# E Paradise (IAPLC Ranked 518)



## Ian Holdich (28 Oct 2012)

Really chuffed with my first IAPLC entry, ranked 518th place.


Ian IAPLC 2 by Ian Holdich, on Flickr


----------



## Ady34 (28 Oct 2012)

Wow, great photo Ian and congrats on the placement    
Where are the fish?


----------



## Ian Holdich (28 Oct 2012)

lol right at the bottom, there's some Rummy's in there and thanks mate, Mark did help me on the technical aspects for this pic so i must give him a bit of credit. I took the pic though.


----------



## Nathaniel Whiteside (28 Oct 2012)

Well done mate.

Ady, you can see the RNT's at the front bottom right. Looks like texture on the rock but its their heads


----------



## Nathaniel Whiteside (28 Oct 2012)

Oh sorry


----------



## Ady34 (28 Oct 2012)

Ah yes, I see them now, I spend too much time looking at a tiny phone screen instead of the larger computer screen!

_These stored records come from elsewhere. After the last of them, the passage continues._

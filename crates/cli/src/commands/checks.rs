use anyhow::Result;
use release_audit_core::environment::{CommandRunner, SystemRunner};
use release_audit_core::report::{AuditSummary, CheckOutcome, Severity, EXIT_SUCCESS};
use release_audit_core::services::audit::{Auditor, CHECK_BINARY_SECURITY};

use crate::app::{Cli, Command, GlobalOptions};
use crate::commands::{
    load_context, print_outcome, print_status, print_summary, print_summary_json,
};

/// Section titles for the release sequence, in execution order.
const RELEASE_STEPS: [&str; 5] =
    ["Build Environment", "Module Tidiness", "Build Tags", "Code Patterns", "Production Binaries"];

fn auditor<'a>(opts: &GlobalOptions, runner: &'a dyn CommandRunner) -> Result<Auditor<'a>> {
    let (layout, config) = load_context(&opts.root, opts.config.as_deref())?;
    Ok(Auditor::new(layout, config, runner))
}

/// Render the outcomes of a single check family and return its exit status.
fn finish(outcomes: Vec<CheckOutcome>, opts: &GlobalOptions) -> Result<i32> {
    let summary = AuditSummary::from_outcomes(outcomes);
    if opts.json {
        print_summary_json(&summary)?;
    } else {
        summary.outcomes.iter().for_each(print_outcome);
    }
    Ok(summary.exit_code())
}

/// Dispatch the parsed command line using the system command runner.
pub fn run(cli: &Cli) -> Result<i32> {
    run_with(cli, &SystemRunner)
}

/// Dispatch the parsed command line with an explicit command runner.
pub fn run_with(cli: &Cli, runner: &dyn CommandRunner) -> Result<i32> {
    let opts = &cli.global;
    match cli.command.clone().unwrap_or(Command::All) {
        Command::All => all_command(opts, runner),
        Command::BuildEnvironment => build_environment_command(opts, runner),
        Command::BuildTags => build_tags_command(opts, runner),
        Command::ForbiddenPatterns => forbidden_patterns_command(opts, runner),
        Command::Binary { path } => binary_command(opts, runner, path.as_deref()),
        Command::Release => release_command(opts, runner),
        Command::PrintConfig => print_config_command(opts),
    }
}

/// Run every check and fold the results.
pub fn all_command(opts: &GlobalOptions, runner: &dyn CommandRunner) -> Result<i32> {
    let auditor = auditor(opts, runner)?;
    if !opts.json {
        print_status(
            Severity::Info,
            &format!("Starting additional security checks for {}", auditor.config().display_name()),
        );
    }

    let summary = auditor.all();
    if opts.json {
        print_summary_json(&summary)?;
    } else {
        print_summary(
            &summary,
            "All additional security checks passed",
            "Some security checks failed",
        );
    }
    Ok(summary.exit_code())
}

pub fn build_environment_command(opts: &GlobalOptions, runner: &dyn CommandRunner) -> Result<i32> {
    let auditor = auditor(opts, runner)?;
    finish(vec![auditor.build_environment()], opts)
}

pub fn build_tags_command(opts: &GlobalOptions, runner: &dyn CommandRunner) -> Result<i32> {
    let auditor = auditor(opts, runner)?;
    finish(vec![auditor.build_tags()], opts)
}

pub fn forbidden_patterns_command(opts: &GlobalOptions, runner: &dyn CommandRunner) -> Result<i32> {
    let auditor = auditor(opts, runner)?;
    finish(vec![auditor.forbidden_patterns()], opts)
}

/// Scan one binary. The path is optional at the parser level so a missing
/// argument is reported as an audit error (exit 1) rather than a usage error.
pub fn binary_command(
    opts: &GlobalOptions,
    runner: &dyn CommandRunner,
    path: Option<&str>,
) -> Result<i32> {
    let Some(path) = path else {
        let mut outcome = CheckOutcome::new(CHECK_BINARY_SECURITY);
        outcome.error("Binary path required for binary check");
        return finish(vec![outcome], opts);
    };
    let auditor = auditor(opts, runner)?;
    let binary_path = auditor.layout().resolve(path);
    finish(auditor.binary(&binary_path), opts)
}

/// Comprehensive pre-release sequence with step headers.
pub fn release_command(opts: &GlobalOptions, runner: &dyn CommandRunner) -> Result<i32> {
    let auditor = auditor(opts, runner)?;
    let summary = auditor.release();

    if opts.json {
        print_summary_json(&summary)?;
        return Ok(summary.exit_code());
    }

    println!("=== Build Security Check ===");
    for (idx, outcome) in summary.outcomes.iter().enumerate() {
        let title = RELEASE_STEPS.get(idx).copied().unwrap_or(outcome.name.as_str());
        println!("\n--- Step {}: {} ---", idx + 1, title);
        print_outcome(outcome);
    }
    println!("\n=== Build Security Check Summary ===");
    if summary.passed {
        print_status(Severity::Pass, "All build security checks passed");
    } else {
        print_status(Severity::Error, "Some build security checks failed");
        for name in summary.failed_checks() {
            println!("  - {name}");
        }
    }
    Ok(summary.exit_code())
}

/// Print the effective configuration (after file lookup and defaults).
pub fn print_config_command(opts: &GlobalOptions) -> Result<i32> {
    let (layout, config) = load_context(&opts.root, opts.config.as_deref())?;
    log::debug!("effective config for {}", layout.root.display());
    println!("{}", serde_json::to_string_pretty(&config)?);
    Ok(EXIT_SUCCESS)
}
//! Audit configuration and on-disk layout.
//!
//! - `AuditConfig`: serializable rule set. Every field has a default, so a
//!   partial config file only overrides what it names.
//! - `AuditLayout`: computed paths for a project root.
//! - `load_audit_config`: resolves and parses the config file, if any.

mod layout;
mod util;

pub use layout::AuditLayout;
pub(crate) use layout::slash_joined;
pub use util::{load_audit_config, parse_audit_config, ConfigFormat};

use serde::{Deserialize, Serialize};

use crate::analysis::SignatureSet;
use crate::model::DEFAULT_MIN_STRING_LENGTH;
use crate::permissions::DEFAULT_EXPECTED_MODE;

/// External toolchain settings.
#[derive(Debug, Clone, PartialEq, Eq, Serialize, Deserialize)]
#[serde(default)]
pub struct ToolchainConfig {
    /// Toolchain executable (looked up on PATH when not absolute).
    pub program: String,
    /// Module manifest, relative to the project root.
    pub manifest: String,
    /// Version control executable used for the tidiness check.
    pub vcs_program: String,
}

impl Default for ToolchainConfig {
    fn default() -> Self {
        Self { program: "go".into(), manifest: "go.mod".into(), vcs_program: "git".into() }
    }
}

/// Source-tree rules enforced by the pattern scanner.
#[derive(Debug, Clone, PartialEq, Eq, Serialize, Deserialize)]
#[serde(default)]
pub struct SourceRules {
    /// File extension (without the dot) of scanned source files.
    pub extension: String,
    /// Directory names skipped anywhere in the tree.
    pub excluded_dirs: Vec<String>,
    /// File name suffix identifying test files.
    pub test_file_suffix: String,
    /// Retired command-line flags. Any occurrence fails.
    pub forbidden_flags: Vec<String>,
    /// Package-private constructors.
    pub internal_constructors: Vec<String>,
    /// Subtree (relative to the root) allowed to use the internal constructors.
    pub internal_constructor_subtree: String,
    /// Path fragments that should come from configuration. Advisory.
    pub hardcoded_paths: Vec<String>,
    /// File (relative to the root) allowed to define the hardcoded paths.
    pub hardcoded_path_definition: String,
    /// Exact file names that expose testing APIs.
    pub testing_support_files: Vec<String>,
    /// File name suffixes that expose testing APIs.
    pub testing_support_suffixes: Vec<String>,
    /// Marker that must precede the package clause in testing-support files.
    pub build_constraint: String,
}

impl Default for SourceRules {
    fn default() -> Self {
        Self {
            extension: "go".into(),
            excluded_dirs: vec!["vendor".into()],
            test_file_suffix: "_test.go".into(),
            forbidden_flags: vec!["--hash-directory".into()],
            internal_constructors: vec!["newManagerInternal".into()],
            internal_constructor_subtree: "internal/verification".into(),
            hardcoded_paths: vec!["go-safe-cmd-runner/hashes".into()],
            hardcoded_path_definition: "internal/cmdcommon/common.go".into(),
            testing_support_files: vec!["manager_testing.go".into()],
            testing_support_suffixes: vec!["_testing.go".into()],
            build_constraint: "//go:build test".into(),
        }
    }
}

/// Release binary rules.
#[derive(Debug, Clone, PartialEq, Eq, Serialize, Deserialize)]
#[serde(default)]
pub struct BinaryRules {
    /// Binaries checked by `all`, relative to the project root.
    pub release_binaries: Vec<String>,
    /// Production build directory, relative to the project root.
    pub production_dir: String,
    /// Binary names expected inside `production_dir`.
    pub production_binaries: Vec<String>,
    /// Production binaries expected to carry the setuid bit.
    pub setuid_binaries: Vec<String>,
    pub min_string_length: usize,
    pub expected_mode: u32,
    pub signatures: SignatureSet,
}

impl Default for BinaryRules {
    fn default() -> Self {
        Self {
            release_binaries: vec![
                "build/prod/runner".into(),
                "build/prod/record".into(),
                "build/prod/verify".into(),
            ],
            production_dir: "build/prod".into(),
            production_binaries: vec!["record".into(), "verify".into(), "runner".into()],
            setuid_binaries: vec!["runner".into()],
            min_string_length: DEFAULT_MIN_STRING_LENGTH,
            expected_mode: DEFAULT_EXPECTED_MODE,
            signatures: SignatureSet::default(),
        }
    }
}

/// Complete audit configuration.
#[derive(Debug, Clone, PartialEq, Eq, Default, Serialize, Deserialize)]
#[serde(default)]
pub struct AuditConfig {
    /// Human-friendly project name used in report headers.
    #[serde(skip_serializing_if = "Option::is_none")]
    pub project: Option<String>,
    pub toolchain: ToolchainConfig,
    pub source: SourceRules,
    pub binaries: BinaryRules,
}

impl AuditConfig {
    /// Name shown in report headers.
    pub fn display_name(&self) -> &str {
        self.project.as_deref().unwrap_or("go-safe-cmd-runner")
    }
}
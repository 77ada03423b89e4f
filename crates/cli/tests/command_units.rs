use std::collections::HashMap;
use std::fs;
use std::path::Path;

use clap::Parser;
use release_audit::app::Cli;
use release_audit::commands::{binary_command, print_config_command, run_with};
use release_audit_core::environment::{CommandError, CommandOutput, CommandRunner};
use release_audit_core::report::{EXIT_FAILURE, EXIT_SUCCESS};
use tempfile::tempdir;

/// Answers only the commands it was given; anything else fails to spawn.
#[derive(Default)]
struct FakeRunner {
    ok: HashMap<String, String>,
}

impl FakeRunner {
    fn toolchain() -> Self {
        let mut ok = HashMap::new();
        ok.insert("go version".to_string(), "go version go1.23.4 linux/amd64".to_string());
        ok.insert("go mod verify".to_string(), "all modules verified".to_string());
        ok.insert("go mod tidy".to_string(), String::new());
        ok.insert("git diff --name-only".to_string(), String::new());
        Self { ok }
    }
}

impl CommandRunner for FakeRunner {
    fn run(
        &self,
        program: &str,
        args: &[&str],
        _cwd: &Path,
    ) -> Result<CommandOutput, CommandError> {
        let key = format!("{} {}", program, args.join(" "));
        match self.ok.get(&key) {
            Some(stdout) => {
                Ok(CommandOutput { status: Some(0), stdout: stdout.clone(), stderr: String::new() })
            }
            None => Err(CommandError::Spawn {
                program: program.to_string(),
                source: std::io::Error::new(std::io::ErrorKind::NotFound, "missing"),
            }),
        }
    }
}

fn go_project() -> tempfile::TempDir {
    let dir = tempdir().expect("tempdir");
    fs::write(dir.path().join("go.mod"), "module example.com/runner\n").expect("go.mod");
    fs::create_dir_all(dir.path().join("cmd/runner")).expect("mkdir");
    fs::write(dir.path().join("cmd/runner/main.go"), "package main\n").expect("main.go");
    dir
}

fn parse(root: &Path, args: &[&str]) -> Cli {
    let root = root.to_str().expect("utf-8 path");
    let argv = ["release-audit", "--root", root].into_iter().chain(args.iter().copied());
    Cli::try_parse_from(argv).expect("parse args")
}

#[test]
fn default_command_is_all() {
    let dir = go_project();
    let cli = parse(dir.path(), &[]);
    assert!(cli.command.is_none());
    assert_eq!(run_with(&cli, &FakeRunner::toolchain()).expect("run"), EXIT_SUCCESS);
}

#[test]
fn build_environment_fails_without_toolchain() {
    let dir = go_project();
    let cli = parse(dir.path(), &["build-env"]);
    assert_eq!(run_with(&cli, &FakeRunner::default()).expect("run"), EXIT_FAILURE);

    let cli = parse(dir.path(), &["build-environment", "--json"]);
    assert_eq!(run_with(&cli, &FakeRunner::toolchain()).expect("run"), EXIT_SUCCESS);
}

#[test]
fn release_passes_on_clean_project_without_binaries() {
    let dir = go_project();
    let cli = parse(dir.path(), &["release"]);
    assert_eq!(run_with(&cli, &FakeRunner::toolchain()).expect("run"), EXIT_SUCCESS);
}

#[test]
fn release_fails_when_tidy_changes_files() {
    let dir = go_project();
    let mut runner = FakeRunner::toolchain();
    runner.ok.insert("git diff --name-only".to_string(), "go.sum\n".to_string());
    let cli = parse(dir.path(), &["release"]);
    assert_eq!(run_with(&cli, &runner).expect("run"), EXIT_FAILURE);
}

#[test]
fn binary_without_path_is_an_audit_failure() {
    let dir = go_project();
    let cli = parse(dir.path(), &["binary"]);
    assert_eq!(binary_command(&cli.global, &FakeRunner::default(), None).expect("run"), 1);
    assert_eq!(run_with(&cli, &FakeRunner::default()).expect("run"), EXIT_FAILURE);
}

#[test]
fn invalid_config_surfaces_as_error() {
    let dir = go_project();
    let cli = parse(dir.path(), &["--config", "missing.yaml", "build-tags"]);
    let err = run_with(&cli, &FakeRunner::toolchain()).unwrap_err();
    assert!(format!("{err:#}").contains("Failed to read audit config"));
}

#[test]
fn print_config_succeeds_with_defaults() {
    let dir = go_project();
    let cli = parse(dir.path(), &["print-config"]);
    assert_eq!(print_config_command(&cli.global).expect("print"), EXIT_SUCCESS);
}
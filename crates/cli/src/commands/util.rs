use std::path::Path;

use anyhow::Result;
use release_audit_core::config::{load_audit_config, AuditConfig, AuditLayout};

use crate::resolve_project_root;

/// Resolve `--root` and load the audit config that applies to it.
pub fn load_context(root: &str, config: Option<&Path>) -> Result<(AuditLayout, AuditConfig)> {
    let root_path = resolve_project_root(root)?;
    let layout = AuditLayout::new(&root_path);
    let config = load_audit_config(&layout, config)?;
    Ok((layout, config))
}
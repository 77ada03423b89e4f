//! Source-tree pattern scanning.
//!
//! Walks the project once, reads each source file once, and runs every
//! applicable rule against its contents:
//! - retired command-line flags (hard failure),
//! - package-private constructors used outside their subtree (hard failure),
//! - hardcoded paths that belong in configuration (advisory),
//! - the build-constraint gate for testing-support files (hard failure).
//!
//! Files that cannot be read as UTF-8 text are recorded and skipped.

use std::fs;
use std::path::{Path, PathBuf};

use serde::{Deserialize, Serialize};
use walkdir::WalkDir;

use crate::config::{slash_joined, SourceRules};

/// A source file found by the walk.
#[derive(Debug, Clone, PartialEq, Eq, Serialize, Deserialize)]
pub struct SourceFile {
    pub path: PathBuf,
    /// Path relative to the scan root with `/` separators.
    pub relative: String,
}

impl SourceFile {
    pub fn new(root: &Path, path: impl Into<PathBuf>) -> Self {
        let path = path.into();
        let relative = match path.strip_prefix(root) {
            Ok(rel) => slash_joined(rel),
            Err(_) => path.display().to_string(),
        };
        Self { path, relative }
    }

    pub fn file_name(&self) -> &str {
        self.relative.rsplit('/').next().unwrap_or(&self.relative)
    }

    fn is_under(&self, subtree: &str) -> bool {
        !subtree.is_empty() && Path::new(&self.relative).starts_with(subtree)
    }
}

/// A file that matched a rule.
#[derive(Debug, Clone, PartialEq, Eq, Serialize, Deserialize)]
pub struct PatternHit {
    pub file: String,
    pub pattern: String,
}

/// A file skipped because it could not be read.
#[derive(Debug, Clone, PartialEq, Eq, Serialize, Deserialize)]
pub struct UnreadableFile {
    pub file: String,
    pub reason: String,
}

/// Hits for the three forbidden-pattern rules.
#[derive(Debug, Clone, Default, PartialEq, Eq, Serialize, Deserialize)]
pub struct ForbiddenPatternReport {
    pub forbidden_flags: Vec<PatternHit>,
    pub internal_constructors: Vec<PatternHit>,
    /// Advisory only.
    pub hardcoded_paths: Vec<PatternHit>,
}

impl ForbiddenPatternReport {
    /// True when no hard-failure rule matched.
    pub fn passed(&self) -> bool {
        self.forbidden_flags.is_empty() && self.internal_constructors.is_empty()
    }
}

/// Build-constraint gate results.
#[derive(Debug, Clone, Default, PartialEq, Eq, Serialize, Deserialize)]
pub struct BuildTagReport {
    /// Testing-support files that were examined.
    pub checked: Vec<String>,
    /// Testing-support files lacking the marker before their package clause.
    pub missing_constraint: Vec<String>,
}

impl BuildTagReport {
    pub fn passed(&self) -> bool {
        self.missing_constraint.is_empty()
    }
}

/// Everything learned from one pass over the tree.
#[derive(Debug, Clone, Default, PartialEq, Eq, Serialize, Deserialize)]
pub struct SourceScanReport {
    pub files_scanned: usize,
    pub forbidden: ForbiddenPatternReport,
    pub build_tags: BuildTagReport,
    pub unreadable: Vec<UnreadableFile>,
}

/// Returns true when `name` designates a file exposing testing APIs.
pub fn is_testing_support_file(name: &str, rules: &SourceRules) -> bool {
    rules.testing_support_files.iter().any(|f| f == name)
        || rules.testing_support_suffixes.iter().any(|s| name.ends_with(s.as_str()))
}

/// Returns true when a line starting with `marker` appears before the first
/// package clause. Without a package clause the whole file is searched.
pub fn has_build_constraint(content: &str, marker: &str) -> bool {
    content
        .lines()
        .map(str::trim)
        .take_while(|line| !line.starts_with("package "))
        .any(|line| line.starts_with(marker))
}

/// Collect source files under `root`, skipping excluded directories.
///
/// Directory entries that cannot be read are reported through the returned
/// unreadable list rather than aborting the walk.
pub fn collect_source_files(
    root: &Path,
    rules: &SourceRules,
) -> (Vec<SourceFile>, Vec<UnreadableFile>) {
    let mut files = Vec::new();
    let mut unreadable = Vec::new();

    let walker = WalkDir::new(root).sort_by_file_name().into_iter().filter_entry(|entry| {
        let excluded = entry.depth() > 0
            && entry.file_type().is_dir()
            && rules.excluded_dirs.iter().any(|d| entry.file_name().to_str() == Some(d.as_str()));
        !excluded
    });

    for entry in walker {
        let entry = match entry {
            Ok(e) => e,
            Err(err) => {
                let file = err
                    .path()
                    .map(|p| SourceFile::new(root, p).relative)
                    .unwrap_or_else(|| root.display().to_string());
                log::warn!("Could not walk {}: {}", file, err);
                unreadable.push(UnreadableFile { file, reason: err.to_string() });
                continue;
            }
        };
        // Symlinked files count as source files.
        if !entry.file_type().is_file() && !entry.path().is_file() {
            continue;
        }
        let matches_ext = entry.path().extension().and_then(|e| e.to_str())
            == Some(rules.extension.as_str());
        if matches_ext {
            files.push(SourceFile::new(root, entry.path()));
        }
    }

    (files, unreadable)
}

/// Apply every rule to one file's contents.
pub fn scan_contents(
    file: &SourceFile,
    content: &str,
    rules: &SourceRules,
    report: &mut SourceScanReport,
) {
    let name = file.file_name();
    let is_test_file = name.ends_with(rules.test_file_suffix.as_str());

    if let Some(flag) = rules.forbidden_flags.iter().find(|f| content.contains(f.as_str())) {
        report
            .forbidden
            .forbidden_flags
            .push(PatternHit { file: file.relative.clone(), pattern: flag.clone() });
    }

    if !is_test_file && !file.is_under(&rules.internal_constructor_subtree) {
        if let Some(ctor) =
            rules.internal_constructors.iter().find(|c| content.contains(c.as_str()))
        {
            report
                .forbidden
                .internal_constructors
                .push(PatternHit { file: file.relative.clone(), pattern: ctor.clone() });
        }
    }

    if !is_test_file && file.relative != rules.hardcoded_path_definition {
        if let Some(hardcoded) = rules.hardcoded_paths.iter().find(|p| content.contains(p.as_str()))
        {
            report
                .forbidden
                .hardcoded_paths
                .push(PatternHit { file: file.relative.clone(), pattern: hardcoded.clone() });
        }
    }

    if is_testing_support_file(name, rules) {
        report.build_tags.checked.push(file.relative.clone());
        if !has_build_constraint(content, &rules.build_constraint) {
            report.build_tags.missing_constraint.push(file.relative.clone());
        }
    }
}

/// Scan an explicit file set.
pub fn scan_files(files: &[SourceFile], rules: &SourceRules) -> SourceScanReport {
    let mut report = SourceScanReport::default();

    for file in files {
        let content = match fs::read_to_string(&file.path) {
            Ok(c) => c,
            Err(err) => {
                log::warn!("Could not read file {}: {}", file.relative, err);
                report
                    .unreadable
                    .push(UnreadableFile { file: file.relative.clone(), reason: err.to_string() });
                continue;
            }
        };
        report.files_scanned += 1;
        scan_contents(file, &content, rules, &mut report);
    }

    log::debug!(
        "scanned {} source files ({} unreadable)",
        report.files_scanned,
        report.unreadable.len()
    );
    report
}

/// Walk `root` and scan every source file in a single pass.
pub fn scan_source_tree(root: &Path, rules: &SourceRules) -> SourceScanReport {
    let (files, walk_errors) = collect_source_files(root, rules);
    let mut report = scan_files(&files, rules);
    report.unreadable.splice(0..0, walk_errors);
    report
}
use std::path::PathBuf;

use clap::{Args, Parser, Subcommand};

/// Post-build security auditor for Go command-runner releases.
///
/// Runs without a subcommand as `all`. Every check prints `LABEL: message`
/// lines, or one JSON summary with `--json`.
#[derive(Parser, Debug)]
#[command(
    name = "release-audit",
    version = release_audit_core::version(),
    about = "Security checks for release binaries and source trees",
    long_about = None
)]
pub struct Cli {
    #[command(flatten)]
    pub global: GlobalOptions,

    #[command(subcommand)]
    pub command: Option<Command>,
}

/// Options shared by every subcommand.
#[derive(Args, Debug, Clone)]
pub struct GlobalOptions {
    /// Project root directory. Defaults to the current working directory.
    #[arg(long, global = true, default_value = ".")]
    pub root: String,

    /// Audit config file (JSON, or YAML by extension). Defaults to
    /// `.release-audit/config.{json,yaml,yml}` under the root when present.
    #[arg(long, global = true)]
    pub config: Option<PathBuf>,

    /// Emit JSON instead of human-readable text.
    #[arg(long, global = true, default_value_t = false)]
    pub json: bool,

    /// Enable debug logging on stderr.
    #[arg(short, long, global = true, default_value_t = false)]
    pub verbose: bool,
}

#[derive(Subcommand, Debug, Clone)]
pub enum Command {
    /// Run every check (the default).
    All,

    /// Check the toolchain, the module manifest, and module integrity.
    #[command(alias = "build-env")]
    BuildEnvironment,

    /// Check that testing-support files carry the build constraint.
    BuildTags,

    /// Check the source tree for retired flags and internal APIs.
    #[command(alias = "patterns")]
    ForbiddenPatterns,

    /// Scan one binary for test artifacts and check its permissions.
    Binary {
        /// Path to the binary to check.
        path: Option<String>,
    },

    /// Comprehensive pre-release sequence, including module tidiness and
    /// production binary validation.
    Release,

    /// Print the effective audit configuration as JSON.
    PrintConfig,
}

As a side where are people finding the results listings?


----------



## Nathaniel Whiteside (28 Oct 2012)

I'm the same Ady. I actually prefer Tapatalk to the proper site though.

Just easier to see new topics & Participated topics.


----------



## Stu Worrall (28 Oct 2012)

well done Ian, really nice and clean layout. What size is the tank?


----------



## Ian Holdich (29 Oct 2012)

thank you Stu, the tank is 80cm.

the journal is here

viewtopic.php?f=35&t=20422


----------



## Alastair (29 Oct 2012)

Well done Ian I loved this tank  


Sent from my iPhone using Tapatalk


----------



## Nathaniel Whiteside (29 Oct 2012)

I like the photos sharpness. Compliments the scape
Mark Evans has taught you well


----------



## Ian Holdich (29 Oct 2012)

Mmmm tips from mark, he didn't really teach me lol


----------



## tim (29 Oct 2012)

Well done Ian well deserved


----------



## Mark Evans (29 Oct 2012)

Whitey89 said:
			
		

> Mark Evans has taught you well



Trust me, i didnt show Ian anything. The first time i ever saw one of his tanks, i was blown away. 

There's a ton more to come from Ian in the next year or 2.


----------



## Nathaniel Whiteside (29 Oct 2012)

Mark Evans said:
			
		

> Whitey89 said:
> 
> 
> 
> ...



That's exactly why we're all here isn't it! To learn and develop from one another, to better our previous attempts. I trust there is, he has a fantastic knack for it as of course do you! The rest of us are trying to make it somewhere near 

Well done on the placement too mark, and also on the tropica book you sorted out, that was top.


----------



## Antipofish (29 Oct 2012)

Awesome Ian.  One of my favourites of yours


----------



## LondonDragon (30 Oct 2012)

Congrats for the entry  good place for a first try, now lets better it next year


----------



## Ian Holdich (30 Oct 2012)

thank you guys!


----------